Tip of the Week June 17, 2010
Not too long ago, I was working with a new client who had been an advisor for about eight years. She was a lovely lady from Calgary, Alberta, and one day, we had been working on how she could become better at capturing and chronicling personal information about her best clients’ lives.
Many of you who are familiar with Pareto know that we call this type of information F.O.R.M., and it is some of the most valuable information you own. F.O.R.M., for those of you who don’t know, stands for Family, Occupation, Recreation, and Money.
Most Advisors we encounter have the ‘money’ part sewn up pretty well, but few in our experience take the time to put systems in place to keep track of the other three so that it truly becomes part of your integral day-to-day interactions with clients, and eventually, the crown jewel of your intellectual property.
Any one of your staff that deals with your clients, either face-to-face or on the telephone, uncovers these tidbits of information on a regular and daily basis. Clients are telling you and your support staff about their family, what they did on vacation, how their hobbies are coming along, etc. etc.
The problem is, if there is not a categorized way to efficiently organize this information, in a way that everyone can add to it, access it easily, and therefore benefit from it, the information dissipates into thin air over time. This is unacceptable.
How does this type of activity impact your next paycheck?
Well, in a couple of ways. First, it keeps your paycheck intact. When the markets are plummeting, for possibly an extended period of time, what keeps your clients from being courted and lured away by competitors? It is the relationships with your clients. If the personal connections aren’t there, why wouldn’t I take a chance on someone else promising better returns? F.O.R.M sees us through the good, and the bad times, and helps us weather the storms.
Secondly, the relationships you have with your clients are deeply entwined with how referable you are. If I am your client, and you regularly ask me, with precision, about all the ‘intimate’ details of me and my family’s life, I know you are for real, and I trust you. I am going to be far more likely to refer that kind of person than someone who approaches this kind of thing haphazardly, or not at all.
I hope you would agree that those are two pretty good reasons to become more serious about this with you and your team. Here are some key points that will help you become more efficient with capturing and chronicling F.O.R.M.
- Your Contact Manager needs specific buttons to match the categories of Family, Occupation, Recreation, and Money. When client information is uncovered, it is put in its specific category, so that relevant information can be accessed when you need it, and in a pinch too. Those of you who simply throw all of this stuff in a Notes section in your Contact Manager know all too well how cumbersome, and eventually useless, this approach can be. After a couple of years, you will develop carpal tunnel syndrome from the endless scrolling that is involved trying to find the specific information that you need.
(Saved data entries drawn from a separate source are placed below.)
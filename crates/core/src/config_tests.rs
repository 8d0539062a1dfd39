// SPDX-License-Identifier: BUSL-1.1
// Copyright (c) 2026 Alfred Jean LLC

use super::*;
use yare::parameterized;

#[test]
fn defaults_match_demo_program() {
    let config = RunConfig::default();
    assert_eq!(config.reader_count, 5);
    assert_eq!(config.writer_count, 3);
    assert_eq!(config.write_delta, 5);
    assert_eq!(config.spawn_delay, Duration::from_secs(1));
    assert_eq!(config.timeout, None);
    assert!(config.validate().is_ok());
}

#[test]
fn empty_document_yields_defaults() {
    assert_eq!(RunConfig::parse("").unwrap(), RunConfig::default());
}

#[test]
fn parses_humantime_durations() {
    let config = RunConfig::parse(
        r#"
reader_count = 8
writer_count = 2
spawn_delay = "250ms"
work_delay = "2s"
timeout = "30s"
verbose = true
"#,
    )
    .unwrap();

    assert_eq!(config.reader_count, 8);
    assert_eq!(config.writer_count, 2);
    assert_eq!(config.spawn_delay, Duration::from_millis(250));
    assert_eq!(config.work_delay, Duration::from_secs(2));
    assert_eq!(config.timeout, Some(Duration::from_secs(30)));
    assert!(config.verbose);
    // Unspecified fields keep their defaults
    assert_eq!(config.write_delta, 5);
}

#[test]
fn unknown_keys_are_rejected() {
    assert!(RunConfig::parse("readers = 3").is_err());
}

#[test]
fn load_reads_file() {
    let dir = tempfile::tempdir().unwrap();
    let path = dir.path().join("run.toml");
    std::fs::write(&path, "writer_count = 1\nwrite_delta = 2\n").unwrap();

    let config = RunConfig::load(&path).unwrap();
    assert_eq!(config.writer_count, 1);
    assert_eq!(config.write_delta, 2);
}

#[test]
fn load_reports_missing_file() {
    let dir = tempfile::tempdir().unwrap();
    let err = RunConfig::load(&dir.path().join("absent.toml")).unwrap_err();
    assert!(matches!(err, ConfigError::Io { .. }));
}

#[test]
fn load_reports_parse_error_with_path() {
    let dir = tempfile::tempdir().unwrap();
    let path = dir.path().join("bad.toml");
    std::fs::write(&path, "reader_count = \"many\"").unwrap();

    let err = RunConfig::load(&path).unwrap_err();
    assert!(matches!(err, ConfigError::Parse { .. }));
    assert!(err.to_string().contains("bad.toml"));
}

#[test]
fn serializes_back_to_toml() {
    let config = RunConfig::immediate(2, 1).with_timeout(Duration::from_millis(500));
    let text = toml::to_string(&config).unwrap();
    assert_eq!(RunConfig::parse(&text).unwrap(), config);
}

#[parameterized(
    no_tasks = { 0, 0, 5, 0 },
    zero_delta = { 1, 1, 0, 0 },
    overflow = { 0, 2, i64::MAX, 0 },
    overflow_from_initial = { 0, 1, 1, i64::MAX },
)]
fn invalid_configs_are_rejected(readers: u32, writers: u32, delta: i64, initial: i64) {
    let config = RunConfig::immediate(readers, writers)
        .with_write_delta(delta)
        .with_initial_value(initial);
    assert!(matches!(config.validate(), Err(ConfigError::Invalid(_))));
}

#[parameterized(
    readers_only = { 4, 0 },
    writers_only = { 0, 4 },
    mixed = { 5, 3 },
)]
fn valid_configs_pass(readers: u32, writers: u32) {
    assert!(RunConfig::immediate(readers, writers).validate().is_ok());
}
2. F.O.R.M. is a team responsibility. Anyone on your team that converses with clients on the phone, or face-to-face, must put anything they uncover about your clients in its specific category. If they do not, the other team members will be oblivious to this knowledge, and can therefore never benefit from it. Your front lines are uncovering gold on a daily basis, and if they do not capture it, your intellectual property, and really, some of the most important information you will ever own, vanishes into thin air. The same thing applies in reverse as well with the information that you are uncovering.
As I was discussing these very same things with my client from Calgary, and the benefits inherent with these disciplines, she admitted that she had never been particularly attentive to these matters in the past. She was far more on the technical side, and she was very good at it too.
She then stopped for a second and said: “You know, it’s funny, as we are talking about this, I was thinking about my colleague and friend from Toronto. We went to school together, graduated at the same time, and we work in the same capacity for the same company. I was just thinking about her, and she is someone who has always been excellent at this type of thing and has done it for years (F.O.R.M), whereas I have always concentrated more on keeping my clients educated on the Financial Planning side. My conversations with my clients are typically financially oriented, whereas she always laughs at me when I tell her this, and says that her conversations with clients are seldom about money. They just empower her to do whatever she needs to do, and in the meantime, all she does is this type of thing (F.O.R.M.).”
She then added: “Do you know what else? She has beaten me in production every single year since we started.”